Bryce

Easy Delauney Triangulations

Introduction

This page describes an algorithm and implementation for computing Delauney Triangulations that I designed and implemented during January of 2016.

Naive Triangulation

A triangulation T(P) is a mapping from a set of points P to a set of triangles T such that:
  1. T only contains vertices at points in P
  2. T fills the convex hull of P
  3. T does not contain overlapping triangles.
FIXME: Add more illustrative Pictures.
A halfedge mesh is a data structure for efficiently storing the connectivity information defined for a manifold polyhedral mesh with possible boundaries. Manifold just means that every neighborhood for ever vertex looks roughly like a circle which prevents certain degeneracies such as edges contained in more than 2 possible faces.
Half Edge Mesh Diagram
Half Edge Mesh Connectivity
A sweep line refers to a common class of computational geometry algorithms that sort the data in space and then gradualy solve the problem from in spacial order. For instance, in the computation of triangulations we will compute the triangulation for the leftmost 3 points and then compute the triangulation for the leftmost 4, 5, 6, etc points, therebye solving the problem successively in left to right spatial order.

A point is said to be an exterior point with regards to T if and only if it is not contained within any triangles in T.

A exterior point e is said to be visible with regards to a vertex v within T if and only if the ray from e through v does not intersect any triangles in T

addExteriorPointToTriangulation()
Here is an algorithm for adding an exterior point e to a well formed half edge mesh.
  1. Find a half edge on the border of the triangulation originating at a vertex v such that is visible from e.
  2. Transverse the halfedge boundary from v to find the first and last points in the external face that are visible from e. Call them p0 and p1
  3. Add the fan of triangles formed by the the endpoints of the halfedges from p0 and p1 and the third point e to the half edge mesh.
  4. Link up all of the half edge mesh connectivity information to restore the half edge mesh invariants.
An implementation of this algorithm may be found here.
initTriangulation()
Here is naive algorithm to compute T(P) based on my function found here. It forms and uses a halfedge mesh structure in addition to the concept of a sweep line.
  1. Sort P by y coordinate, then sort in place by x coordinate.
  2. Instantiate a Half Edge mesh representation H.
  3. Initialize H with the trivial triangulation for the first 2 points.
  4. In order, add each point to the triangulation. Since they are sorted they are all exterior points relative to their respective states of H. Therefore we can simply use the algorithm stated above.

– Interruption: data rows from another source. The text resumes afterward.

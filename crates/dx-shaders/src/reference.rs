//! CPU versions of the compute kernels.
//!
//! These follow the HLSL sources operation for operation on RGBA `f32`
//! images. They are used to check GPU readback and to test kernel behaviour
//! on machines without Direct3D.

use crate::kernels::Operation;
use crate::params::ShaderParams;

/// An RGBA image, one `[r, g, b, a]` per pixel, rows top to bottom.
#[derive(Clone, Debug, PartialEq)]
pub struct Image {
    width: u32,
    height: u32,
    pixels: Vec<[f32; 4]>,
}

impl Image {
    pub fn new(width: u32, height: u32) -> Self {
        Self {
            width,
            height,
            pixels: vec![[0.0; 4]; (width * height) as usize],
        }
    }

    pub fn from_fn(width: u32, height: u32, f: impl Fn(u32, u32) -> [f32; 4]) -> Self {
        let pixels = (0..height)
            .flat_map(|y| (0..width).map(move |x| (x, y)))
            .map(|(x, y)| f(x, y))
            .collect();
        Self {
            width,
            height,
            pixels,
        }
    }

    /// Decode tightly packed `B8G8R8A8_UNORM` bytes.
    pub fn from_bgra8(width: u32, height: u32, bytes: &[u8]) -> Self {
        let pixels = bytes
            .chunks_exact(4)
            .take((width * height) as usize)
            .map(|p| [unorm(p[2]), unorm(p[1]), unorm(p[0]), unorm(p[3])])
            .collect();
        Self {
            width,
            height,
            pixels,
        }
    }

    /// Encode as tightly packed `B8G8R8A8_UNORM` bytes.
    pub fn to_bgra8(&self) -> Vec<u8> {
        self.pixels
            .iter()
            .flat_map(|[r, g, b, a]| [to_unorm(*b), to_unorm(*g), to_unorm(*r), to_unorm(*a)])
            .collect()
    }

    pub fn width(&self) -> u32 {
        self.width
    }

    pub fn height(&self) -> u32 {
        self.height
    }

    pub fn pixels(&self) -> &[[f32; 4]] {
        &self.pixels
    }

    pub fn get(&self, x: u32, y: u32) -> [f32; 4] {
        self.pixels[(y * self.width + x) as usize]
    }

    pub fn set(&mut self, x: u32, y: u32, value: [f32; 4]) {
        self.pixels[(y * self.width + x) as usize] = value;
    }

    /// Pixel at signed coordinates, clamped to the edge.
    fn clamped(&self, x: i64, y: i64) -> [f32; 4] {
        let x = x.clamp(0, self.width as i64 - 1) as u32;
        let y = y.clamp(0, self.height as i64 - 1) as u32;
        self.get(x, y)
    }

    /// Bilinear sample at a position in texel units, clamped to the edge.
    fn bilinear(&self, sx: f32, sy: f32) -> [f32; 4] {
        let (x0, y0) = (sx.floor(), sy.floor());
        let (fx, fy) = (sx - x0, sy - y0);
        let (x0, y0) = (x0 as i64, y0 as i64);
        let top = mix(self.clamped(x0, y0), self.clamped(x0 + 1, y0), fx);
        let bottom = mix(self.clamped(x0, y0 + 1), self.clamped(x0 + 1, y0 + 1), fx);
        mix(top, bottom, fy)
    }
}

fn unorm(v: u8) -> f32 {
    v as f32 / 255.0
}

fn to_unorm(v: f32) -> u8 {
    (v.clamp(0.0, 1.0) * 255.0).round() as u8
}

fn mix(a: [f32; 4], b: [f32; 4], t: f32) -> [f32; 4] {
    std::array::from_fn(|i| a[i] + (b[i] - a[i]) * t)
}

fn bgra(c: [f32; 4]) -> [f32; 4] {
    [c[2], c[1], c[0], c[3]]
}

fn lerp(a: f32, b: f32, t: f32) -> f32 {
    a + (b - a) * t
}

/// Run `op` the way the GPU would for the given parameter block.
///
/// Without a source every operation except Copy reads a copy of `dest`.
/// Per-pixel operations given a source start from that source instead.
pub fn apply(op: Operation, dest: &mut Image, source: Option<&Image>, params: &ShaderParams) {
    let v = params.values;
    if let Some(source) = source.filter(|_| !op.needs_source() && !reads_neighbours(op)) {
        copy(dest, source, params.width, params.height);
    }
    match op {
        Operation::Copy => {
            if let Some(source) = source {
                copy(dest, source, params.width, params.height);
            }
        }
        Operation::Flip => flip(dest, v[0] == 1.0),
        Operation::Mirror => mirror(dest, v[0] == 1.0),
        Operation::Swap => swap(dest),
        Operation::Blur | Operation::Sharpen | Operation::AdaptiveSharpen => {
            let snapshot;
            let source = match source {
                Some(source) => source,
                None => {
                    snapshot = dest.clone();
                    &snapshot
                }
            };
            match op {
                Operation::Blur => blur(dest, source, v[0]),
                Operation::Sharpen => sharpen(dest, source, v[0], v[1]),
                _ => adaptive_sharpen(dest, source, v[0], v[1]),
            }
        }
        Operation::Adjust => adjust(dest, v[0], v[1], v[2], v[3]),
        Operation::Temperature => temperature(dest, v[0]),
    }
}

fn reads_neighbours(op: Operation) -> bool {
    matches!(
        op,
        Operation::Blur | Operation::Sharpen | Operation::AdaptiveSharpen
    )
}

/// Copy the `width` x `height` region. Texels outside the source read as
/// zero, like an out-of-range `Load`.
pub fn copy(dest: &mut Image, source: &Image, width: u32, height: u32) {
    for y in 0..height.min(dest.height) {
        for x in 0..width.min(dest.width) {
            let c = if x < source.width && y < source.height {
                source.get(x, y)
            } else {
                [0.0; 4]
            };
            dest.set(x, y, c);
        }
    }
}

pub fn flip(img: &mut Image, swap_rb: bool) {
    let h = img.height;
    for y in 0..h.div_ceil(2) {
        let y2 = h - 1 - y;
        for x in 0..img.width {
            let (mut a, mut b) = (img.get(x, y), img.get(x, y2));
            if swap_rb {
                a = bgra(a);
                b = bgra(b);
            }
            img.set(x, y2, a);
            img.set(x, y, b);
        }
    }
}

pub fn mirror(img: &mut Image, swap_rb: bool) {
    let w = img.width;
    for y in 0..img.height {
        for x in 0..w.div_ceil(2) {
            let x2 = w - 1 - x;
            let (mut a, mut b) = (img.get(x, y), img.get(x2, y));
            if swap_rb {
                a = bgra(a);
                b = bgra(b);
            }
            img.set(x2, y, a);
            img.set(x, y, b);
        }
    }
}

pub fn swap(img: &mut Image) {
    for p in &mut img.pixels {
        *p = bgra(*p);
    }
}

const BLUR_WEIGHTS: [f32; 5] = [0.204164, 0.304005, 0.093913, 0.010381, 0.001097];

pub fn blur(dest: &mut Image, source: &Image, amount: f32) {
    for y in 0..dest.height {
        for x in 0..dest.width {
            let mut sum = [0.0f32; 4];
            let mut total = 0.0;
            for dy in -2i32..=2 {
                for dx in -2i32..=2 {
                    let w = BLUR_WEIGHTS[dx.unsigned_abs() as usize]
                        * BLUR_WEIGHTS[dy.unsigned_abs() as usize];
                    let c = source.bilinear(
                        x as f32 + dx as f32 * amount,
                        y as f32 + dy as f32 * amount,
                    );
                    for i in 0..4 {
                        sum[i] += w * c[i];
                    }
                    total += w;
                }
            }
            dest.set(x, y, sum.map(|s| s / total));
        }
    }
}

pub fn sharpen(dest: &mut Image, source: &Image, width: f32, strength: f32) {
    let d = width as i64;
    for y in 0..dest.height {
        for x in 0..dest.width {
            let (cx, cy) = (x as i64, y as i64);
            let tap = |ox: i64, oy: i64| source.clamped(cx + ox, cy + oy);
            let orig = tap(0, 0);
            let corners = [tap(-d, -d), tap(d, -d), tap(-d, d), tap(d, d)];
            let edges = [tap(0, -d), tap(-d, 0), tap(d, 0), tap(0, d)];
            let out = std::array::from_fn(|i| {
                let c: f32 = corners.iter().map(|p| p[i]).sum();
                let e: f32 = edges.iter().map(|p| p[i]).sum();
                let blur = (c + 2.0 * e + 4.0 * orig[i]) / 16.0;
                (1.0 + strength) * orig[i] - strength * blur
            });
            dest.set(x, y, out);
        }
    }
}

fn luma(c: [f32; 4]) -> f32 {
    c[0] * 0.2126 + c[1] * 0.7152 + c[2] * 0.0722
}

pub fn adaptive_sharpen(dest: &mut Image, source: &Image, width: f32, level: f32) {
    let d = width as i64;
    for y in 0..dest.height {
        for x in 0..dest.width {
            let (cx, cy) = (x as i64, y as i64);
            let centre = source.clamped(cx, cy);
            let n = [
                source.clamped(cx - d, cy),
                source.clamped(cx, cy + d),
                source.clamped(cx + d, cy),
                source.clamped(cx, cy - d),
            ];

            let l = luma(centre);
            let lo = n.iter().map(|p| luma(*p)).fold(l, f32::min);
            let hi = n.iter().map(|p| luma(*p)).fold(l, f32::max);
            if hi <= 0.0 {
                dest.set(x, y, centre);
                continue;
            }

            let a = ((lo.min(1.0 - hi) / hi).clamp(0.0, 1.0)).sqrt() * lerp(-0.125, -0.2, level);
            let mut out = centre;
            for i in 0..3 {
                let sum: f32 = n.iter().map(|p| p[i]).sum();
                out[i] = (centre[i] + sum * a) / (1.0 + 4.0 * a);
            }
            dest.set(x, y, out);
        }
    }
}

pub fn adjust(img: &mut Image, brightness: f32, contrast: f32, saturation: f32, gamma: f32) {
    for p in &mut img.pixels {
        let mut rgb = [p[0], p[1], p[2]].map(|c| c.max(0.0).powf(1.0 / gamma));
        let l = rgb[0] * 0.2125 + rgb[1] * 0.7154 + rgb[2] * 0.0721;
        rgb = rgb.map(|c| lerp(l, c, saturation));
        rgb = rgb.map(|c| (c - 0.5) * contrast + 0.5 + brightness);
        *p = [rgb[0], rgb[1], rgb[2], p[3]];
    }
}

pub fn temperature(img: &mut Image, kelvin: f32) {
    let tint = kelvin_to_rgb(kelvin);
    for p in &mut img.pixels {
        let rgb = [p[0], p[1], p[2]];
        let value = rgb_to_hsv(rgb)[2];
        let tinted = rgb_to_hsv([rgb[0] * tint[0], rgb[1] * tint[1], rgb[2] * tint[2]]);
        let out = hsv_to_rgb([tinted[0], tinted[1], value]);
        *p = [out[0], out[1], out[2], p[3]];
    }
}

/// Approximate RGB of a black body at `kelvin`, each channel in `0..=1`.
pub fn kelvin_to_rgb(kelvin: f32) -> [f32; 3] {
    let t = kelvin / 100.0;
    let rgb = if t < 66.0 {
        let g = (-155.254_86 - 0.445_969_5 * (t - 2.0) + 104.492_16 * (t - 2.0).ln()) / 255.0;
        let b = if kelvin < 2001.0 {
            0.0
        } else {
            (-254.769_35 + 0.827_409_6 * (t - 10.0) + 115.679_94 * (t - 10.0).ln()) / 255.0
        };
        [1.0, g, b]
    } else {
        let r = (351.976_9 + 0.114_206_45 * (t - 55.0) - 40.253_662 * (t - 55.0).ln()) / 255.0;
        let g = (325.449_4 + 0.079_434_57 * (t - 50.0) - 28.085_297 * (t - 50.0).ln()) / 255.0;
        [r, g, 1.0]
    };
    rgb.map(|c| if c.is_nan() { 0.0 } else { c.clamp(0.0, 1.0) })
}

pub fn rgb_to_hsv(c: [f32; 3]) -> [f32; 3] {
    let [r, g, b] = c;
    let k = [0.0, -1.0 / 3.0, 2.0 / 3.0, -1.0];
    let p = if g < b {
        [b, g, k[3], k[2]]
    } else {
        [g, b, k[0], k[1]]
    };
    let q = if r < p[0] {
        [p[0], p[1], p[3], r]
    } else {
        [r, p[1], p[2], p[0]]
    };
    let d = q[0] - q[3].min(q[1]);
    let e = 1.0e-10;
    [
        (q[2] + (q[3] - q[1]) / (6.0 * d + e)).abs(),
        d / (q[0] + e),
        q[0],
    ]
}

pub fn hsv_to_rgb(c: [f32; 3]) -> [f32; 3] {
    let k = [1.0, 2.0 / 3.0, 1.0 / 3.0, 3.0];
    std::array::from_fn(|i| {
        let h = c[0] + k[i];
        let p = ((h - h.floor()) * 6.0 - k[3]).abs();
        c[2] * lerp(k[0], (p - k[0]).clamp(0.0, 1.0), c[1])
    })
}
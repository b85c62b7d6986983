//! System GPU utilisation from the `GPU Engine` performance counters.
//!
//! Opening and priming the counter takes two collections with a sleep in
//! between, so it happens once per process on a background thread. The
//! render thread only checks whether the counter has been published and never
//! waits for it.

use std::sync::{Mutex, MutexGuard, Once, OnceLock, TryLockError};
use std::time::Duration;

use windows::core::{w, PCWSTR};
use windows::Win32::System::Performance::*;

use tracing::{debug, warn};

use crate::throttle::UsageSampler;

const COUNTER_PATH: PCWSTR = w!("\\GPU Engine(*)\\Utilization Percentage");
const PRIME_INTERVAL: Duration = Duration::from_millis(100);
const ERROR_SUCCESS: u32 = 0;

static START: Once = Once::new();
static COUNTER: OnceLock<Mutex<EngineCounter>> = OnceLock::new();
static POISONED: Once = Once::new();

/// An open PDH query with the wildcard engine counter.
struct EngineCounter {
    query: PDH_HQUERY,
    counter: PDH_HCOUNTER,
}

// PDH handles may be used from any thread; access is serialised by the mutex.
unsafe impl Send for EngineCounter {}

impl EngineCounter {
    fn open() -> Option<Self> {
        let mut query = PDH_HQUERY::default();
        if unsafe { PdhOpenQueryW(PCWSTR::null(), 0, &mut query) } != ERROR_SUCCESS {
            return None;
        }
        let mut counter = PDH_HCOUNTER::default();
        if unsafe { PdhAddCounterW(query, COUNTER_PATH, 0, &mut counter) } != ERROR_SUCCESS {
            unsafe { PdhCloseQuery(query) };
            return None;
        }
        Some(Self { query, counter })
    }

    fn collect(&self) -> bool {
        unsafe { PdhCollectQueryData(self.query) == ERROR_SUCCESS }
    }

    /// Sum of the latest utilisation of every engine instance.
    fn total(&self) -> Option<f64> {
        let mut size = 0u32;
        let mut count = 0u32;
        let status = unsafe {
            PdhGetFormattedCounterArrayW(self.counter, PDH_FMT_DOUBLE, &mut size, &mut count, None)
        };
        if status != PDH_MORE_DATA || size == 0 {
            return None;
        }

        // The buffer holds the item array followed by the instance names.
        let item_size = std::mem::size_of::<PDH_FMT_COUNTERVALUE_ITEM_W>();
        let mut items: Vec<PDH_FMT_COUNTERVALUE_ITEM_W> =
            Vec::with_capacity((size as usize).div_ceil(item_size));
        let status = unsafe {
            PdhGetFormattedCounterArrayW(
                self.counter,
                PDH_FMT_DOUBLE,
                &mut size,
                &mut count,
                Some(items.as_mut_ptr()),
            )
        };
        if status != ERROR_SUCCESS {
            return None;
        }

        let values = unsafe { std::slice::from_raw_parts(items.as_ptr(), count as usize) };
        Some(values.iter().map(|item| unsafe { item.FmtValue.Anonymous.doubleValue }).sum())
    }
}

impl Drop for EngineCounter {
    fn drop(&mut self) {
        unsafe { PdhCloseQuery(self.query) };
    }
}

/// Start the one-time background initialisation of the shared counter.
fn start_counter() {
    START.call_once(|| {
        let spawned = std::thread::Builder::new()
            .name("gpu-usage-init".into())
            .spawn(|| {
                let Some(counter) = EngineCounter::open() else {
                    warn!("GPU engine utilisation counter is unavailable");
                    return;
                };
                counter.collect();
                std::thread::sleep(PRIME_INTERVAL);
                counter.collect();
                if COUNTER.set(Mutex::new(counter)).is_ok() {
                    debug!("GPU engine utilisation counter ready");
                }
            });
        if let Err(e) = spawned {
            warn!("Failed to start GPU usage thread: {e}");
        }
    });
}

/// Lock without waiting. A lock poisoned by a panicking sampler is taken over,
/// since the PDH query itself stays valid.
fn try_lock_counter<T>(lock: &Mutex<T>) -> Option<MutexGuard<'_, T>> {
    match lock.try_lock() {
        Ok(guard) => Some(guard),
        Err(TryLockError::WouldBlock) => None,
        Err(TryLockError::Poisoned(poisoned)) => {
            POISONED.call_once(|| warn!("GPU usage counter lock was poisoned, recovering it"));
            Some(poisoned.into_inner())
        }
    }
}

/// Whether the shared counter has finished initialising.
pub fn is_ready() -> bool {
    COUNTER.get().is_some()
}

/// Non-blocking [`UsageSampler`] over the shared counter.
///
/// Each sampler discards its first successful collection, since a rate
/// counter needs two collections before it reports a meaningful value.
#[derive(Debug, Default)]
pub struct GpuUsage {
    primed: bool,
}

impl GpuUsage {
    pub fn new() -> Self {
        Self::default()
    }
}

impl UsageSampler for GpuUsage {
    fn sample(&mut self) -> Option<f64> {
        start_counter();
        let counter = try_lock_counter(COUNTER.get()?)?;
        if !counter.collect() {
            return None;
        }
        if !self.primed {
            self.primed = true;
            return None;
        }
        counter.total()
    }
}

We now have a naive triangulation that looks something like the following image for a rectangularly bounded set of randomly chosen points:
Nice looking output image

Delauney Triangulations

A triangulation T(P) is said to be delauney if for every triangle s, the circumcircle of s contains no points in p beyond those in s.

Thankfully we can narrow down delauneyness to a local property of edges. An edge is delauney if its exterior triangle angles sum up to less than 180 degrees.

A function may be written as follows to determine this for an edge in a half edge mesh:
// Assumes that this is a triangle mesh.
public boolean isDelauney(Edge edge)
{
	// Find the relevant 4 vertices.
	HEdge he1 = edge.edge;
	HEdge he2 = he1.twin;
		
	// Inner vertices on the edge.
	Vertex i1 = he1.vertex;
	Vertex i2 = he2.vertex;
		
	// outer vertices.
	Vertex o1 = he1.prev.vertex;
	Vertex o2 = he2.prev.vertex;
		
	// We don't really care about the orientation, because the problem is symmetrical.
				
	// An edge is delauney if its exterior triangle angles sum up to less than 180 degrees.
	return GeometricQueries.angle(i1, o1, i2) +
	       GeometricQueries.angle(i1, o2, i2)  <= Math.PI; 
}
Please note that the definition for GeometricQueries.angle may be found here.

If an edge is shared by two triangles, then it may be flipped by connecting it to the two end points of the two triangles that it was not previously connected to as shown in the following figure:
Edge Flipping
Triangle Mesh edge flipping
We can then convert any triangulation, including our naive triangulation into a delauney triangulation by randomly flipping any edges which are not currently delauney. Eventually after a random number of flips (around N log N in expectation), all edges will be delauny and therefore the entire triangulation will be delauney. An implementation of this algorithm may be found here. We now have a delauny triangulation which will look something like the following for another set of random points.
Nice looking delauney triangulation

Convex Hull

The convex hull C(P) of a set of points includes the region formed by the union of all possible triangles that may be constructed from the set of points. In other words, if you were to stretch a rubber band around the set of points, the convex hull would be defined by the points the rubber band sticks to when it tightens. If you are in the mood, you can easily retrieve the convex hull of the triangulation by starting at an exterior half edge or a triangulation and walking around the exterior face. Convex hulls are held in high esteem within the field of computational geometry.